石川森生さんがCECO(Chief e-Commerce Officer)として入社し、ECをさらに強化しているディノス・セシール。紙の雑誌がデジタルに移行する例も相次いでいることもあり、同社もカタログをウェブにリプレースするのかと思いきや、「それは間違いだった」と石川さん自ら話してくれたのが、2016年4月だった。それから1年後には「紙やテレビをやめてウェブ、はますますヤバイと確信」したとのこと。「瞬発的に欲しい!と思わせるパワーでウェブはカタログに勝てない」というのが、その理由だった。
それから1年を待たず、2017年11月に発表されたのが、「EC」と「紙」をリアルタイムで連携させたCRMである(本格運用は2018年4月)。11月から開始した施策として、ECサイト「ディノスオンラインショップ」において、カートに商品を入れたまま離脱(カゴ落ち)した顧客に対し、最短24時間で紙のDMを印刷・発送する取り組みを開始。すでに成果が出ていると言う。本取り組みを行う、ディノス・セシールの石川さん、佐々木さんにお話を聞いた。
資産であるカタログの強みを活かす
紙のカゴ落ちDM施策を実現
ECのプロフェッショナルとしての実績を評価され、若くしてCECOという地位でディノス・セシールに招かれた石川さん。デジタルのプロとして入社し、一時期は紙のカタログをウェブにリプレースすることも考えていたが、ディノス・セシールは歴史あるカタログ通販会社。カタログのビジネスは、徹底的に研究され、無駄が省かれた洗練されたモデルだった。そしてカタログの注文を受ける役割のECでは、注文の大きな山を迎えるのがカタログ送付のタイミングとなっている。こうした理由から、石川さんはカタログを重んじる方向に舵を切った。このような経緯がなければ、おそらく今回の「EC」と「紙」をリアルタイムで連携させたCRMは生まれてこなかっただろう。
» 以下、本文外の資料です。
//! Terminal driver: play the human side against the engine.
//!
//! Commands: `select R C`, `move R C`, `reset`, `show`, `quit`.
//! Set `RUST_LOG=debug` to watch the machine think.

use std::io::Write;
use std::path::PathBuf;

use clap::Parser;
use elimination_tactics::{Engine, EngineConfig, GameState, Position, RuleKind};

#[derive(Parser)]
#[command(author, version, about = "Play elimination tactics in the terminal", long_about = None)]
struct Args {
    /// TOML engine configuration; command-line options override it.
    #[arg(long)]
    config: Option<PathBuf>,

    /// Elimination rule: blocking, trapped_piece or flood_fill_capture.
    #[arg(long)]
    rule: Option<RuleKind>,

    #[arg(long)]
    seed: Option<u64>,

    /// Bound of the random offset added to machine scores.
    #[arg(long)]
    jitter: Option<u32>,
}

#[derive(Parser)]
enum Command {
    #[command(about = "Select one of your pieces", alias = "s")]
    Select { row: usize, col: usize },
    #[command(about = "Move the selected piece", alias = "m")]
    Move { row: usize, col: usize },
    #[command(about = "Start a new game")]
    Reset,
    #[command(about = "Print the board")]
    Show,
}

fn main() {
    env_logger::init();
    if let Err(err) = run(Args::parse()) {
        eprintln!("Error: {err}");
        std::process::exit(1);
    }
}

fn run(args: Args) -> Result<(), Box<dyn std::error::Error>> {
    let mut config = match &args.config {
        Some(path) => EngineConfig::load(path)?,
        None => EngineConfig::default(),
    };
    if let Some(rule) = args.rule {
        config = config.with_rule(rule);
    }
    if let Some(seed) = args.seed {
        config = config.with_seed(seed);
    }
    if let Some(jitter) = args.jitter {
        config = config.with_jitter(jitter);
    }
    config.validate()?;
    log::info!("starting game with {} rule", config.rule);

    let engine = Engine::new(config);
    let mut state = engine.init_game();
    render(&state)?;

    loop {
        print!("> ");
        std::io::stdout().flush()?;
        let mut input = String::new();
        if std::io::stdin().read_line(&mut input)? == 0 {
            break;
        }
        match input.trim() {
            "" => continue,
            "quit" | "exit" => break,
            line => match Command::try_parse_from(std::iter::once("> ").chain(line.split_whitespace())) {
                Err(e) => eprintln!("{e}"),
                Ok(command) => {
                    let next = match command {
                        Command::Select { row, col } => engine.select_piece(state.clone(), row, col),
                        Command::Move { row, col } => engine.submit_move(state.clone(), row, col),
                        Command::Reset => Ok(engine.reset_game()),
                        Command::Show => Ok(state.clone()),
                    };
                    match next {
                        Ok(next) => state = next,
                        Err(e) => eprintln!("rejected: {e}"),
                    }
                    render(&state)?;
                }
            },
        }
    }
    Ok(())
}

fn render(state: &GameState) -> Result<(), Box<dyn std::error::Error>> {
    let targets = state.valid_destinations()?;
    println!("    0 1 2 3");
    for (row, line) in state.board().to_string().lines().enumerate() {
        let cells: Vec<String> = line
            .chars()
            .enumerate()
            .map(|(col, symbol)| {
                let pos = Position::new(row, col);
                if state.selected() == Some(pos) {
                    "*".to_string()
                } else if targets.contains(&pos) {
                    "o".to_string()
                } else {
                    symbol.to_string()
                }
            })
            .collect();
        println!("{row}   {}", cells.join(" "));
    }
    if let Some(reply) = state.last_machine_move() {
        println!("machine played {reply}");
    }
    println!("{}", state.message());
    Ok(())
}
「ディノスのEC戦略を考えていく中で、ウェブに閉じていても勝ち目がないこと、当社のいちばんの強みは紙であることから、ECであっても紙を活用しないと、価値がお客様に届かないと考えました。その結果生まれたのが、今回の『紙』と『ウェブ』をリアルタイムに連携させたCRMであり、最初に行った施策が、紙のカゴ落ち対策DMです」
最短24時間で届くことから、印刷など技術的な要因があっただろうと想像できるが、このタイミングでリリースとなった理由とは。
「ひとつは実現するスキームがなかったこと。今回はカゴ落ちDMでしたが、最終的にはカタログまで考慮に入れてスキームを考えておかないと、当社のアセットとしては、ごく一部になってしまう。ですから、全体像が描けるまでは動かなかったわけです。次に、カタログ通販企業として、当社が求めるスペックとクオリティのデジタルプリンタが見つからなかったこと。そして、デジタルプリンタに指令を出すドライバーのようなものも見つけられなかった。この3つがそろうまでに、2年ほど時間を要しました」
そんな中出会ったのが、日本HPのデジタル印刷機とグーフ社のITソリューションだ。このふたつの組み合わせにより、ECのデータをもとにパーソナライズされたコンテンツを自動で生成し、デジタルデータからオフセット品質の印刷物を出力、最短24時間で送付することが可能になっている。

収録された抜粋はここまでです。